AIM OF THE EXERCISE. In the data below, the answer is the run of lines from the line containing "use std::fs::File;" through the line containing "the world file.", both included; print it exactly and nothing else.

[Stored records]
>>>>>

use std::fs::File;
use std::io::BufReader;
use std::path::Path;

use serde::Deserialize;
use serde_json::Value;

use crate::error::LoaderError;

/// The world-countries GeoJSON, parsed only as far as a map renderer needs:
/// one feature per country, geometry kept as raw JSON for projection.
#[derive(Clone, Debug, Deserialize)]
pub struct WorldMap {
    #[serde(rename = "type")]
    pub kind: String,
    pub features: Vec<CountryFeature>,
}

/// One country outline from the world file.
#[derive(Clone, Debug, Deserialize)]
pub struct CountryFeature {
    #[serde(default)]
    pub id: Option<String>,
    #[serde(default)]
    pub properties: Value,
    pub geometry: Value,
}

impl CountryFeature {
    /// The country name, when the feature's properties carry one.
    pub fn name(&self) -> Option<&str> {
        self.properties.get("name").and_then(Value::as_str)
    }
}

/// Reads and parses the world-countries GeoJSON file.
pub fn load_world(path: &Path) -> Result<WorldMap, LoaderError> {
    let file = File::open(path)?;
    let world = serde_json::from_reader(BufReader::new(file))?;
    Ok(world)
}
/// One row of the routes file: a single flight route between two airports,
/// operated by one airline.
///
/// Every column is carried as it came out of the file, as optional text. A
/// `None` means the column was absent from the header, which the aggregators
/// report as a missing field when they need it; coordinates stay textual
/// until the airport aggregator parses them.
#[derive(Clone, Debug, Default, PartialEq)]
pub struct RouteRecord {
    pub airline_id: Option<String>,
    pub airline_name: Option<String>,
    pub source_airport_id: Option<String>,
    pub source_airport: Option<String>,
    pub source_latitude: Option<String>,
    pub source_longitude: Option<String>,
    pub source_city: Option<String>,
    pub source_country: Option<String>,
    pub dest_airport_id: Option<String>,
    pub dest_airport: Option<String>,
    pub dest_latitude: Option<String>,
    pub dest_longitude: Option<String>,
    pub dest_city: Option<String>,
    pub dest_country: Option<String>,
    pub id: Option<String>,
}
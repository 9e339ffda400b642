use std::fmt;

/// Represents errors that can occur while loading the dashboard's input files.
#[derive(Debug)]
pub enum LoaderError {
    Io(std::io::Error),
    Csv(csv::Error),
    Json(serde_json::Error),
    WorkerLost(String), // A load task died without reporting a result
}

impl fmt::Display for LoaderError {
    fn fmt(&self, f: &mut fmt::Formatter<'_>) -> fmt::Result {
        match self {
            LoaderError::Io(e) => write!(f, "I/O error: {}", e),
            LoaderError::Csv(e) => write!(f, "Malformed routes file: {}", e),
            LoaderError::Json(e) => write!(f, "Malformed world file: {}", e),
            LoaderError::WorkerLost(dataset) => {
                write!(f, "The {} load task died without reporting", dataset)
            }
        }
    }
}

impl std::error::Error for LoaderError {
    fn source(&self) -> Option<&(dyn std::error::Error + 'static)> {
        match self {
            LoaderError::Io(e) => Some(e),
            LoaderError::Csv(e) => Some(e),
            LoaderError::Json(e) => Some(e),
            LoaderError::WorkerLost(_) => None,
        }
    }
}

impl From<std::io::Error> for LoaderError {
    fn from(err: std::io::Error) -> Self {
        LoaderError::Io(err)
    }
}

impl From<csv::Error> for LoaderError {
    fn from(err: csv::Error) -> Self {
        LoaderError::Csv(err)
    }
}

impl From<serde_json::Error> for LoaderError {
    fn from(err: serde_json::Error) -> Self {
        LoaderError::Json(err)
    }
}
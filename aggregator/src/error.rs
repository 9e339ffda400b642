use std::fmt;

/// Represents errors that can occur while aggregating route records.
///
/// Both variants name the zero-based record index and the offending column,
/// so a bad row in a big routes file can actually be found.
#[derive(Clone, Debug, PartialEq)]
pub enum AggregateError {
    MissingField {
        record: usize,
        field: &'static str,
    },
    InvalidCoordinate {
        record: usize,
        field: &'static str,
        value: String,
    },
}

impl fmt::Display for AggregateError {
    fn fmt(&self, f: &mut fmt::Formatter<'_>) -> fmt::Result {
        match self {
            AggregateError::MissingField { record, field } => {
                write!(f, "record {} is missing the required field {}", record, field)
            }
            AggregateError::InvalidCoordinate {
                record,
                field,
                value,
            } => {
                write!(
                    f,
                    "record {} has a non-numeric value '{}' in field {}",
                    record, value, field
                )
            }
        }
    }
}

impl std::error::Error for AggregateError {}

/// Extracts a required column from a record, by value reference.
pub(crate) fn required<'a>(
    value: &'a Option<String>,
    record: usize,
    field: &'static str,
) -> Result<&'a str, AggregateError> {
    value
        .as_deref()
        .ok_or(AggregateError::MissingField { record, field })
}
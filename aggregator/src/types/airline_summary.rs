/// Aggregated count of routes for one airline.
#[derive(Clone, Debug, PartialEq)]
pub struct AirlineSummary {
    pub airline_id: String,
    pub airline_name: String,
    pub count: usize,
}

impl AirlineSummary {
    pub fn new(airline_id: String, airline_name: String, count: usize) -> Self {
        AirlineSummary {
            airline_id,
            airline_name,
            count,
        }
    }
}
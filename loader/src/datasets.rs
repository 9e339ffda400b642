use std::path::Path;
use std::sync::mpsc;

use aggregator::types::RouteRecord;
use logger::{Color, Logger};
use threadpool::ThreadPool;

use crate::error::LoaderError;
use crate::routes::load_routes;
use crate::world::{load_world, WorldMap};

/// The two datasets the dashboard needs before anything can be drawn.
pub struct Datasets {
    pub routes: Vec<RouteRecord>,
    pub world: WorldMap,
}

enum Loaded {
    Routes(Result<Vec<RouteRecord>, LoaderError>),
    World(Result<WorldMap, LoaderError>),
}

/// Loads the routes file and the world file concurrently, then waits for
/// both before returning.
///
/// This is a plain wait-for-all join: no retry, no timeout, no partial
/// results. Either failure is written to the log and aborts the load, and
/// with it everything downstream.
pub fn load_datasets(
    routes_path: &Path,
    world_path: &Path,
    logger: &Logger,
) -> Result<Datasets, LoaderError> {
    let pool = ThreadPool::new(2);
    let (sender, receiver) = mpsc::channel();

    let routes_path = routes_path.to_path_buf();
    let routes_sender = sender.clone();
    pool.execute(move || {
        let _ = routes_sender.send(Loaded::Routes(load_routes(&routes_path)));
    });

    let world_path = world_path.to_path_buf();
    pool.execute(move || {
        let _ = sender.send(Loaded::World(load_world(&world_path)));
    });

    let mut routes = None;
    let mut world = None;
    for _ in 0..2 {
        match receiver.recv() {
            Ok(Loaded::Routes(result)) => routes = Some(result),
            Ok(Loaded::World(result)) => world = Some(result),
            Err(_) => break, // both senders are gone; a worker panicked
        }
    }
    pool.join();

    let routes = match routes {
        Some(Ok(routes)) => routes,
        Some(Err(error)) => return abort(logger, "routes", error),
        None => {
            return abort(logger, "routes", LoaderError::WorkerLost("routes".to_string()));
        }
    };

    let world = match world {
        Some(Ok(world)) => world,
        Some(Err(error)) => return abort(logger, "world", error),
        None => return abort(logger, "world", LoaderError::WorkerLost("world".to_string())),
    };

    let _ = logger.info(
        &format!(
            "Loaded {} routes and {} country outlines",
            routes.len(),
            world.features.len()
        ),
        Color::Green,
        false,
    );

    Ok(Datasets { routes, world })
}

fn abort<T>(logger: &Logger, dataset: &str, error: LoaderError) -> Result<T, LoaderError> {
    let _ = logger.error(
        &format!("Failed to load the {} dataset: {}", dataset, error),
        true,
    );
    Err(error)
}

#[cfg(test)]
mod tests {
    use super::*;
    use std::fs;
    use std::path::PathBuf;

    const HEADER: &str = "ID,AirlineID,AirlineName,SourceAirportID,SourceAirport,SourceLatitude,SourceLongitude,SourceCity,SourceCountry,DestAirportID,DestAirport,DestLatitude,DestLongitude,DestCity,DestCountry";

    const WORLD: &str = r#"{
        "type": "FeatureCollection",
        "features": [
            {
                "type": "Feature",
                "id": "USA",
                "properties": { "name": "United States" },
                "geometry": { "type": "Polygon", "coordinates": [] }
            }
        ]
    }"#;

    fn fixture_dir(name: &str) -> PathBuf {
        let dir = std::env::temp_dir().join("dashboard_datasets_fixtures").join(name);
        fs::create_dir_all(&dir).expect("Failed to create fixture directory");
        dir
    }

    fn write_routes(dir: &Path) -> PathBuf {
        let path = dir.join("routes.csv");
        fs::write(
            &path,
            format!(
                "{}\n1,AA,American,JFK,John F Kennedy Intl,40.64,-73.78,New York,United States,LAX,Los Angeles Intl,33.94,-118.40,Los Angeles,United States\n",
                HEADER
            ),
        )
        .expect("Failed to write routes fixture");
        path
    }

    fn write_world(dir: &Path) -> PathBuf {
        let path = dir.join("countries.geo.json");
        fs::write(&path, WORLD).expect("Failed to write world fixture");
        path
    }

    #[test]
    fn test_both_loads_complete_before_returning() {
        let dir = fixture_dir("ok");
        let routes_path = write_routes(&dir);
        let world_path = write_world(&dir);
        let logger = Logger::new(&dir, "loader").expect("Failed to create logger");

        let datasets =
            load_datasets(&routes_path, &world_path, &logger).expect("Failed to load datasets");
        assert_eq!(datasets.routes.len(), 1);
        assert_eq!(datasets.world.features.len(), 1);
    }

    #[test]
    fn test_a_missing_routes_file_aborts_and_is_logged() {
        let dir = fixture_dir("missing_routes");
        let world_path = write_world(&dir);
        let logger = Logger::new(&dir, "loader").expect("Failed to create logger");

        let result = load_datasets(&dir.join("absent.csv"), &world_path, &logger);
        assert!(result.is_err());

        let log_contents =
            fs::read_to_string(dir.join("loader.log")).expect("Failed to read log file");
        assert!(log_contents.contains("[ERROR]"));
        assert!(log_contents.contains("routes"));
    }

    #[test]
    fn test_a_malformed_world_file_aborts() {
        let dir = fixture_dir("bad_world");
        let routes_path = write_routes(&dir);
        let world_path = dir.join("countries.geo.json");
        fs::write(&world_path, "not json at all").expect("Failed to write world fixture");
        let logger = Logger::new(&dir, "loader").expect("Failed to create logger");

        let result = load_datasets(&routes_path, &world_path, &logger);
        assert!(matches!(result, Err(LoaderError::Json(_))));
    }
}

<<<<<
>>>>>

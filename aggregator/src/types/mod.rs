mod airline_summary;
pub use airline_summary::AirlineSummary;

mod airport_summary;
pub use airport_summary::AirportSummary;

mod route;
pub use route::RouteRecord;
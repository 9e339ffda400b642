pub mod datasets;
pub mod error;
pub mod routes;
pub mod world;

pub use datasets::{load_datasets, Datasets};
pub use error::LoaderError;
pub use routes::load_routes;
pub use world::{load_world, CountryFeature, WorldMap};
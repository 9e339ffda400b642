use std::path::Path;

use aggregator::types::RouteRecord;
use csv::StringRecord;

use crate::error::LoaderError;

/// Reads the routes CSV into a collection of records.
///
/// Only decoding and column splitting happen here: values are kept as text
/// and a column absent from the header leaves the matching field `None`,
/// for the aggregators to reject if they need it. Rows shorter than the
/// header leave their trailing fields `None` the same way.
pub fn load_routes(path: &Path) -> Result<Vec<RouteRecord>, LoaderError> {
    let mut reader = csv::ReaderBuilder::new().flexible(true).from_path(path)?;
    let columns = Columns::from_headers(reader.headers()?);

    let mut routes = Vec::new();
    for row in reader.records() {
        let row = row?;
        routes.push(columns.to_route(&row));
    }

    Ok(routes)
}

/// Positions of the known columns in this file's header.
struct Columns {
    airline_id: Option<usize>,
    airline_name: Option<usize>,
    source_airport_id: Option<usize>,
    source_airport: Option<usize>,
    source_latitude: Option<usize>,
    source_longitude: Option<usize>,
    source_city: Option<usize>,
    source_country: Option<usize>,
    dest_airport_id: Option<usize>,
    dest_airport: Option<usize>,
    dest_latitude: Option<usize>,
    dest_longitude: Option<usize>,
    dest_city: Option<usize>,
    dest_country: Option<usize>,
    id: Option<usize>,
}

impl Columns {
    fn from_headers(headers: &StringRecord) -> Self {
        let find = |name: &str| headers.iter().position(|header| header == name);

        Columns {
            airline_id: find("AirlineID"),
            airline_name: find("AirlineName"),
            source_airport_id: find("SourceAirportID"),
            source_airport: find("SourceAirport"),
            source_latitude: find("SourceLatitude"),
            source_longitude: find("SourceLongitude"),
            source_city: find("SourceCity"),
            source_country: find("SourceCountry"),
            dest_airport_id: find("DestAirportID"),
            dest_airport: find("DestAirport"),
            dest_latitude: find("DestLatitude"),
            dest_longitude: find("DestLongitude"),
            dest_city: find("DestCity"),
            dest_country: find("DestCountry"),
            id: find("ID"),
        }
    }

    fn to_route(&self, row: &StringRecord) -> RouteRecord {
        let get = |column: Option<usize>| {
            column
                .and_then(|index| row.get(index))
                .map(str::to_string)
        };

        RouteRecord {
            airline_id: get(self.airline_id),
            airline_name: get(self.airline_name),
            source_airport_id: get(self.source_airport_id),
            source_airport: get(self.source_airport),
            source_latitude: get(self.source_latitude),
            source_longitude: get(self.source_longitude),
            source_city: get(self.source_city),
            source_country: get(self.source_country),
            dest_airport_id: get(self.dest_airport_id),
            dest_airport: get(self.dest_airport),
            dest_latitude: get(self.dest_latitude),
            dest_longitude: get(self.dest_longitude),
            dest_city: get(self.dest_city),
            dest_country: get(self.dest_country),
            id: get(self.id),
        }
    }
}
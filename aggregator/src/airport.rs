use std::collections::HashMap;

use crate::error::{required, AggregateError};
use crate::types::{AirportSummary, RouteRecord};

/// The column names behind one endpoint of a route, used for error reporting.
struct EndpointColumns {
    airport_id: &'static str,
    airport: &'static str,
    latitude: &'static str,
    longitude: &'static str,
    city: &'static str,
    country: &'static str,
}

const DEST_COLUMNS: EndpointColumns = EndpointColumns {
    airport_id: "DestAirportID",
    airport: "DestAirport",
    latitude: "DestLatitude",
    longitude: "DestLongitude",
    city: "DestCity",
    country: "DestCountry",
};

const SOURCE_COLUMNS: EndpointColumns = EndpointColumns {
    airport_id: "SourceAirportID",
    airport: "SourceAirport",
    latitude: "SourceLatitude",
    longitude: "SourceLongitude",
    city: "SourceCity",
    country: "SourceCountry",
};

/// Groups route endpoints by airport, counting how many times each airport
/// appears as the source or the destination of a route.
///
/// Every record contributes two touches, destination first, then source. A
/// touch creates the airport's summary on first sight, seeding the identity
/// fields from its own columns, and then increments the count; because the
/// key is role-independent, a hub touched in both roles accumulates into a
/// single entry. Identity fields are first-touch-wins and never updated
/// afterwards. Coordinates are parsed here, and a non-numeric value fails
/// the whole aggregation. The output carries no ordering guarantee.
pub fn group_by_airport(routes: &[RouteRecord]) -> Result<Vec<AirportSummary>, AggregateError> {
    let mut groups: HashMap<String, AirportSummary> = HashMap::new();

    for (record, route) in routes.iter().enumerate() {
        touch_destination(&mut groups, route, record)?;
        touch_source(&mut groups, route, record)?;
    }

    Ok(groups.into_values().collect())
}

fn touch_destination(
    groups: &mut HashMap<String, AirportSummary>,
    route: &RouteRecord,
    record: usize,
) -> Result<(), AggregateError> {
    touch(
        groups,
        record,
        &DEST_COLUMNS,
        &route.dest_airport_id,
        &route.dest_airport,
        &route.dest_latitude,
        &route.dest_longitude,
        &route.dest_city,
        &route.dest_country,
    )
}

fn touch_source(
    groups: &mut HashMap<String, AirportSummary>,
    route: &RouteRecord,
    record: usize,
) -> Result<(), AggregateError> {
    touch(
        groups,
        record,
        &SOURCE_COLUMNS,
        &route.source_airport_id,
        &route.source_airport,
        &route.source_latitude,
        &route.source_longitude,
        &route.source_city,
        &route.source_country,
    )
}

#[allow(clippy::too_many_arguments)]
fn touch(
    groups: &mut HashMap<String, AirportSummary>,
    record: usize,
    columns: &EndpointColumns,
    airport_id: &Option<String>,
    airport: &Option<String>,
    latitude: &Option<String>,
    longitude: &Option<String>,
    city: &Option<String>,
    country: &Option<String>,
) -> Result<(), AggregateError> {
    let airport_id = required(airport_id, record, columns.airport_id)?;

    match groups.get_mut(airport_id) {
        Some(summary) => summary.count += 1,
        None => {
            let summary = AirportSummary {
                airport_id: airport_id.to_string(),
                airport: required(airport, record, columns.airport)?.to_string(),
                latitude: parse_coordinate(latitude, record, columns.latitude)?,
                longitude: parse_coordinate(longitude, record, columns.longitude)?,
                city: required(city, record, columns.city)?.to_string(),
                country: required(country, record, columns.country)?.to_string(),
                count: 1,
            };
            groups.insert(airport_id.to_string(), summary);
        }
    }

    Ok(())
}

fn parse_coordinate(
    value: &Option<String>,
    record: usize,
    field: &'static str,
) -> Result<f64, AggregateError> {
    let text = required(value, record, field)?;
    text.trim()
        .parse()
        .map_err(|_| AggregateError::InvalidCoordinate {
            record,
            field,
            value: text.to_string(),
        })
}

<<<<<
>>>>>

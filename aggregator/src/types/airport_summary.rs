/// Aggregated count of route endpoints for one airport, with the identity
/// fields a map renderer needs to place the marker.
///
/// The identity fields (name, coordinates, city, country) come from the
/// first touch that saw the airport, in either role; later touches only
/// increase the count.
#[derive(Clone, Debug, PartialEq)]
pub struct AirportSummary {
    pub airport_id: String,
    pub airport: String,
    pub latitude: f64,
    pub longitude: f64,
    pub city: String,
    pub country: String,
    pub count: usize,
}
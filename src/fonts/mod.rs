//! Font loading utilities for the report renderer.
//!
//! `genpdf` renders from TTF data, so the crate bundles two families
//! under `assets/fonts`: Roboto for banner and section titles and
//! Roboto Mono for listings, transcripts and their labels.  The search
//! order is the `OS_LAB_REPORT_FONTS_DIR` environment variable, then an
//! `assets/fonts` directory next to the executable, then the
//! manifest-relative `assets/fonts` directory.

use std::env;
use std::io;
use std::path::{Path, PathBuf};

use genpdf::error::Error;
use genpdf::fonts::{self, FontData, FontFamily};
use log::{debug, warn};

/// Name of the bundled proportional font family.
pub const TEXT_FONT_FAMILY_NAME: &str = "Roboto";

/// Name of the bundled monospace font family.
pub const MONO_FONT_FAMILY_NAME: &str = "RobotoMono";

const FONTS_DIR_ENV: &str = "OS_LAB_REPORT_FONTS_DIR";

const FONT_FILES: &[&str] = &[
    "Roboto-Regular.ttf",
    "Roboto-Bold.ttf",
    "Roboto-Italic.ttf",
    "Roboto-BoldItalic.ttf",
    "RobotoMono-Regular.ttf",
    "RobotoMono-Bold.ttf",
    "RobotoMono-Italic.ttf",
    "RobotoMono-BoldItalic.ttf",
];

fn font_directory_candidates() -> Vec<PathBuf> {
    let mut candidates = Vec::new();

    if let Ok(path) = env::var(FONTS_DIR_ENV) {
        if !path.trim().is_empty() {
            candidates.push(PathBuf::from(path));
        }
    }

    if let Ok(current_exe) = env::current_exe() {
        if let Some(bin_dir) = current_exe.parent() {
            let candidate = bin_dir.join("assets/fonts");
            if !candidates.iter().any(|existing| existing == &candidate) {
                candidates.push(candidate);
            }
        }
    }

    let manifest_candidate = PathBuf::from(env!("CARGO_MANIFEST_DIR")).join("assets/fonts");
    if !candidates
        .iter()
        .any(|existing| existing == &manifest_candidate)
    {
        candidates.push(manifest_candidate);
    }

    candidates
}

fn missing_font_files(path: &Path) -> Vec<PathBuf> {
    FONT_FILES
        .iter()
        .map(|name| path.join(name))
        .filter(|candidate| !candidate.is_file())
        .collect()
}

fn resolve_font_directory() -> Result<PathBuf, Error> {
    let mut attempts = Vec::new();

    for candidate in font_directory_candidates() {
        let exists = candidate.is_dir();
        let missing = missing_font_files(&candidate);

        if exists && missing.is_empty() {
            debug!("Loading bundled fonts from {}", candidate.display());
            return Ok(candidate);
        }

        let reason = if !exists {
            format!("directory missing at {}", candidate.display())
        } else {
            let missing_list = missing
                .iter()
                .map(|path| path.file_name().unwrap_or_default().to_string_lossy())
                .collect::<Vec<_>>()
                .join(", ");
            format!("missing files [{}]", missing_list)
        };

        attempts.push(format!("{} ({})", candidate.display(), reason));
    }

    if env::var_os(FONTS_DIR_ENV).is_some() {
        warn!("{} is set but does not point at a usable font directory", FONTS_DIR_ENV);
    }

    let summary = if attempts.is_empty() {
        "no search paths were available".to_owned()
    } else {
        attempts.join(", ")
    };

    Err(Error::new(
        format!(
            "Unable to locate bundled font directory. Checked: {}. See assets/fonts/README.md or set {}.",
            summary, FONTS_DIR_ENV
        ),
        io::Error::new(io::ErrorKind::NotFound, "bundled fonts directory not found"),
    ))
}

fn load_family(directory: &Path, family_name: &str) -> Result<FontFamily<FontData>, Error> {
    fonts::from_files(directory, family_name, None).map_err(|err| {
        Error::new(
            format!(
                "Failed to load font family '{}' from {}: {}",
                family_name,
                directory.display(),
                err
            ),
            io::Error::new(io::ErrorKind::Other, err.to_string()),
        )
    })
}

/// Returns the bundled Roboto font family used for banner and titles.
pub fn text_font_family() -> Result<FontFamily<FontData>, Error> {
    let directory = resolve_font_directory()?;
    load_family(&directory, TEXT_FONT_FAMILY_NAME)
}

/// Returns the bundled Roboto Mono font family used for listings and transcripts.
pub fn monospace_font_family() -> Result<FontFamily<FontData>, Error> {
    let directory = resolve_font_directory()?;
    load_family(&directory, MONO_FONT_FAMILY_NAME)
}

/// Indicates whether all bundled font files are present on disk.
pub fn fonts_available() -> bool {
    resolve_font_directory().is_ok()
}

<<<<<

RESPONSE TO THIS TASK.
use std::fs::File;
use std::io::BufReader;
use std::path::Path;

use serde::Deserialize;
use serde_json::Value;

use crate::error::LoaderError;

/// The world-countries GeoJSON, parsed only as far as a map renderer needs:
/// one feature per country, geometry kept as raw JSON for projection.
#[derive(Clone, Debug, Deserialize)]
pub struct WorldMap {
    #[serde(rename = "type")]
    pub kind: String,
    pub features: Vec<CountryFeature>,
}

/// One country outline from the world file.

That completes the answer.